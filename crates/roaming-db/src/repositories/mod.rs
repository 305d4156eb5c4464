//! Repository implementations
//!
//! Concrete implementations of the repository traits defined in
//! roaming-core: PostgreSQL through sqlx, plus process-local stores.

pub mod cdr_repo;
pub mod memory;
pub mod subscriber_repo;

pub use cdr_repo::PgCdrRepository;
pub use memory::{InMemoryCdrRepository, InMemorySubscriberRepository};
pub use subscriber_repo::PgSubscriberRepository;
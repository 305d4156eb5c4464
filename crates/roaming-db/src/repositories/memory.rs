//! Process-local repositories
//!
//! Used by the `memory` storage backend and by tests. Contents are lost when
//! the process exits. Each batch is appended under a single write lock, so
//! readers see either all or none of it.

use roaming_core::{
    models::{Cdr, Subscriber},
    traits::{CdrRepository, SubscriberRepository},
    AppResult,
};
use async_trait::async_trait;
use chrono::{DateTime, Utc};
use parking_lot::RwLock;
use tracing::{debug, info};

/// In-memory subscriber directory
#[derive(Default)]
pub struct InMemorySubscriberRepository {
    subscribers: RwLock<Vec<Subscriber>>,
}

impl InMemorySubscriberRepository {
    pub fn new() -> Self {
        Self::default()
    }
}

#[async_trait]
impl SubscriberRepository for InMemorySubscriberRepository {
    async fn list_all(&self) -> AppResult<Vec<Subscriber>> {
        Ok(self.subscribers.read().clone())
    }

    async fn seed_if_empty(&self, msisdns: &[String]) -> AppResult<usize> {
        let mut subscribers = self.subscribers.write();
        if !subscribers.is_empty() {
            debug!("Subscriber directory already holds {} entries", subscribers.len());
            return Ok(0);
        }

        for msisdn in msisdns {
            if subscribers.iter().any(|s| &s.msisdn == msisdn) {
                continue;
            }
            let id = subscribers.len() as i64 + 1;
            subscribers.push(Subscriber {
                id,
                msisdn: msisdn.clone(),
            });
        }

        info!("Seeded {} subscribers", subscribers.len());
        Ok(subscribers.len())
    }

    async fn count(&self) -> AppResult<i64> {
        Ok(self.subscribers.read().len() as i64)
    }
}

/// In-memory append-only call record store
#[derive(Default)]
pub struct InMemoryCdrRepository {
    records: RwLock<Vec<Cdr>>,
}

impl InMemoryCdrRepository {
    pub fn new() -> Self {
        Self::default()
    }

    /// Copy of every stored record in insertion order
    pub fn snapshot(&self) -> Vec<Cdr> {
        self.records.read().clone()
    }

    fn select<F>(&self, predicate: F) -> Vec<Cdr>
    where
        F: Fn(&Cdr) -> bool,
    {
        let mut found: Vec<Cdr> = self
            .records
            .read()
            .iter()
            .filter(|cdr| predicate(cdr))
            .cloned()
            .collect();
        found.sort_by(|a, b| a.start_time.cmp(&b.start_time).then(a.id.cmp(&b.id)));
        found
    }
}

#[async_trait]
impl CdrRepository for InMemoryCdrRepository {
    async fn append_batch(&self, records: &[Cdr]) -> AppResult<usize> {
        let mut stored = self.records.write();
        let next_id = stored.len() as i64 + 1;

        stored.extend(records.iter().enumerate().map(|(offset, cdr)| Cdr {
            id: next_id + offset as i64,
            ..cdr.clone()
        }));

        Ok(records.len())
    }

    async fn find_by_participant_and_time_range(
        &self,
        msisdn: &str,
        start: DateTime<Utc>,
        end: DateTime<Utc>,
    ) -> AppResult<Vec<Cdr>> {
        Ok(self.select(|cdr| {
            cdr.involves(msisdn) && cdr.start_time >= start && cdr.start_time < end
        }))
    }

    async fn find_by_time_range(
        &self,
        start: DateTime<Utc>,
        end: DateTime<Utc>,
    ) -> AppResult<Vec<Cdr>> {
        Ok(self.select(|cdr| cdr.start_time >= start && cdr.start_time < end))
    }

    async fn count(&self) -> AppResult<i64> {
        Ok(self.records.read().len() as i64)
    }
}

#[cfg(test)]
mod tests {
    use super::*;
    use chrono::{Duration, TimeZone};
    use roaming_core::models::CallDirection;

    fn at(hour: u32) -> DateTime<Utc> {
        Utc.with_ymd_and_hms(2025, 2, 10, hour, 0, 0).unwrap()
    }

    fn call(caller: &str, callee: &str, hour: u32) -> Cdr {
        Cdr::new(
            CallDirection::Outgoing,
            caller,
            callee,
            at(hour),
            at(hour) + Duration::seconds(30),
        )
    }

    #[tokio::test]
    async fn test_seed_only_when_empty() {
        let repo = InMemorySubscriberRepository::new();
        let numbers = vec!["111".to_string(), "222".to_string(), "111".to_string()];

        assert_eq!(repo.seed_if_empty(&numbers).await.unwrap(), 2);
        assert_eq!(repo.seed_if_empty(&numbers).await.unwrap(), 0);
        assert_eq!(repo.count().await.unwrap(), 2);

        let all = repo.list_all().await.unwrap();
        assert_eq!(all[0].id, 1);
        assert_eq!(all[1].msisdn, "222");
    }

    #[tokio::test]
    async fn test_append_assigns_ids() {
        let repo = InMemoryCdrRepository::new();
        repo.append_batch(&[call("A", "B", 1), call("B", "C", 2)])
            .await
            .unwrap();
        repo.append_batch(&[call("C", "A", 3)]).await.unwrap();

        let ids: Vec<i64> = repo.snapshot().iter().map(|c| c.id).collect();
        assert_eq!(ids, vec![1, 2, 3]);
        assert_eq!(repo.count().await.unwrap(), 3);
    }

    #[tokio::test]
    async fn test_participant_query_matches_either_side() {
        let repo = InMemoryCdrRepository::new();
        repo.append_batch(&[call("B", "C", 5), call("A", "B", 2), call("C", "D", 3)])
            .await
            .unwrap();

        let found = repo
            .find_by_participant_and_time_range("B", at(0), at(23))
            .await
            .unwrap();

        assert_eq!(found.len(), 2);
        assert_eq!(found[0].start_time, at(2));
        assert_eq!(found[1].start_time, at(5));
    }

    #[tokio::test]
    async fn test_time_range_is_half_open() {
        let repo = InMemoryCdrRepository::new();
        repo.append_batch(&[call("A", "B", 1), call("A", "B", 2), call("A", "B", 3)])
            .await
            .unwrap();

        let found = repo.find_by_time_range(at(1), at(3)).await.unwrap();
        let hours: Vec<DateTime<Utc>> = found.iter().map(|c| c.start_time).collect();
        assert_eq!(hours, vec![at(1), at(2)]);
    }
}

| Work instructions |
Only an exact transcription of all the entries will do.

| Output for this task |
filename crates/roaming-db/src/repositories/mod.rs
repository 305d4156eb5c4464
//! Repository implementations
//!
//! Concrete implementations of the repository traits defined in
//! roaming-core: PostgreSQL through sqlx, plus process-local stores.

pub mod cdr_repo;
pub mod memory;
pub mod subscriber_repo;

pub use cdr_repo::PgCdrRepository;
pub use memory::{InMemoryCdrRepository, InMemorySubscriberRepository};
pub use subscriber_repo::PgSubscriberRepository;
repository 305d4156eb5c4464
filename crates/roaming-db/src/repositories/memory.rs
//! Process-local repositories
//!
//! Used by the `memory` storage backend and by tests. Contents are lost when
//! the process exits. Each batch is appended under a single write lock, so
//! readers see either all or none of it.

use roaming_core::{
    models::{Cdr, Subscriber},
    traits::{CdrRepository, SubscriberRepository},
    AppResult,
};
use async_trait::async_trait;
use chrono::{DateTime, Utc};
use parking_lot::RwLock;
use tracing::{debug, info};

/// In-memory subscriber directory
#[derive(Default)]
pub struct InMemorySubscriberRepository {
    subscribers: RwLock<Vec<Subscriber>>,
}

impl InMemorySubscriberRepository {
    pub fn new() -> Self {
        Self::default()
    }
}

#[async_trait]
impl SubscriberRepository for InMemorySubscriberRepository {
    async fn list_all(&self) -> AppResult<Vec<Subscriber>> {
        Ok(self.subscribers.read().clone())
    }

    async fn seed_if_empty(&self, msisdns: &[String]) -> AppResult<usize> {
        let mut subscribers = self.subscribers.write();
        if !subscribers.is_empty() {
            debug!("Subscriber directory already holds {} entries", subscribers.len());
            return Ok(0);
        }

        for msisdn in msisdns {
            if subscribers.iter().any(|s| &s.msisdn == msisdn) {
                continue;
            }
            let id = subscribers.len() as i64 + 1;
            subscribers.push(Subscriber {
                id,
                msisdn: msisdn.clone(),
            });
        }

        info!("Seeded {} subscribers", subscribers.len());
        Ok(subscribers.len())
    }

    async fn count(&self) -> AppResult<i64> {
        Ok(self.subscribers.read().len() as i64)
    }
}

/// In-memory append-only call record store
#[derive(Default)]
pub struct InMemoryCdrRepository {
    records: RwLock<Vec<Cdr>>,
}

impl InMemoryCdrRepository {
    pub fn new() -> Self {
        Self::default()
    }

    /// Copy of every stored record in insertion order
    pub fn snapshot(&self) -> Vec<Cdr> {
        self.records.read().clone()
    }

    fn select<F>(&self, predicate: F) -> Vec<Cdr>
    where
        F: Fn(&Cdr) -> bool,
    {
        let mut found: Vec<Cdr> = self
            .records
            .read()
            .iter()
            .filter(|cdr| predicate(cdr))
            .cloned()
            .collect();
        found.sort_by(|a, b| a.start_time.cmp(&b.start_time).then(a.id.cmp(&b.id)));
        found
    }
}

#[async_trait]
impl CdrRepository for InMemoryCdrRepository {
    async fn append_batch(&self, records: &[Cdr]) -> AppResult<usize> {
        let mut stored = self.records.write();
        let next_id = stored.len() as i64 + 1;

        stored.extend(records.iter().enumerate().map(|(offset, cdr)| Cdr {
            id: next_id + offset as i64,
            ..cdr.clone()
        }));

        Ok(records.len())
    }

    async fn find_by_participant_and_time_range(
        &self,
        msisdn: &str,
        start: DateTime<Utc>,
        end: DateTime<Utc>,
    ) -> AppResult<Vec<Cdr>> {
        Ok(self.select(|cdr| {
            cdr.involves(msisdn) && cdr.start_time >= start && cdr.start_time < end
        }))
    }

    async fn find_by_time_range(
        &self,
        start: DateTime<Utc>,
        end: DateTime<Utc>,
    ) -> AppResult<Vec<Cdr>> {
        Ok(self.select(|cdr| cdr.start_time >= start && cdr.start_time < end))
    }

    async fn count(&self) -> AppResult<i64> {
        Ok(self.records.read().len() as i64)
    }
}

#[cfg(test)]
mod tests {
    use super::*;
    use chrono::{Duration, TimeZone};
    use roaming_core::models::CallDirection;

    fn at(hour: u32) -> DateTime<Utc> {
        Utc.with_ymd_and_hms(2025, 2, 10, hour, 0, 0).unwrap()
    }

    fn call(caller: &str, callee: &str, hour: u32) -> Cdr {
        Cdr::new(
            CallDirection::Outgoing,
            caller,
            callee,
            at(hour),
            at(hour) + Duration::seconds(30),
        )
    }

    #[tokio::test]
    async fn test_seed_only_when_empty() {
        let repo = InMemorySubscriberRepository::new();
        let numbers = vec!["111".to_string(), "222".to_string(), "111".to_string()];

        assert_eq!(repo.seed_if_empty(&numbers).await.unwrap(), 2);
        assert_eq!(repo.seed_if_empty(&numbers).await.unwrap(), 0);
        assert_eq!(repo.count().await.unwrap(), 2);

        let all = repo.list_all().await.unwrap();
        assert_eq!(all[0].id, 1);
        assert_eq!(all[1].msisdn, "222");
    }

    #[tokio::test]
    async fn test_append_assigns_ids() {
        let repo = InMemoryCdrRepository::new();
        repo.append_batch(&[call("A", "B", 1), call("B", "C", 2)])
            .await
            .unwrap();
        repo.append_batch(&[call("C", "A", 3)]).await.unwrap();

        let ids: Vec<i64> = repo.snapshot().iter().map(|c| c.id).collect();
        assert_eq!(ids, vec![1, 2, 3]);
        assert_eq!(repo.count().await.unwrap(), 3);
    }

    #[tokio::test]
    async fn test_participant_query_matches_either_side() {
        let repo = InMemoryCdrRepository::new();
        repo.append_batch(&[call("B", "C", 5), call("A", "B", 2), call("C", "D", 3)])
            .await
            .unwrap();

        let found = repo
            .find_by_participant_and_time_range("B", at(0), at(23))
            .await
            .unwrap();

        assert_eq!(found.len(), 2);
        assert_eq!(found[0].start_time, at(2));
        assert_eq!(found[1].start_time, at(5));
    }

    #[tokio::test]
    async fn test_time_range_is_half_open() {
        let repo = InMemoryCdrRepository::new();
        repo.append_batch(&[call("A", "B", 1), call("A", "B", 2), call("A", "B", 3)])
            .await
            .unwrap();

        let found = repo.find_by_time_range(at(1), at(3)).await.unwrap();
        let hours: Vec<DateTime<Utc>> = found.iter().map(|c| c.start_time).collect();
        assert_eq!(hours, vec![at(1), at(2)]);
    }
}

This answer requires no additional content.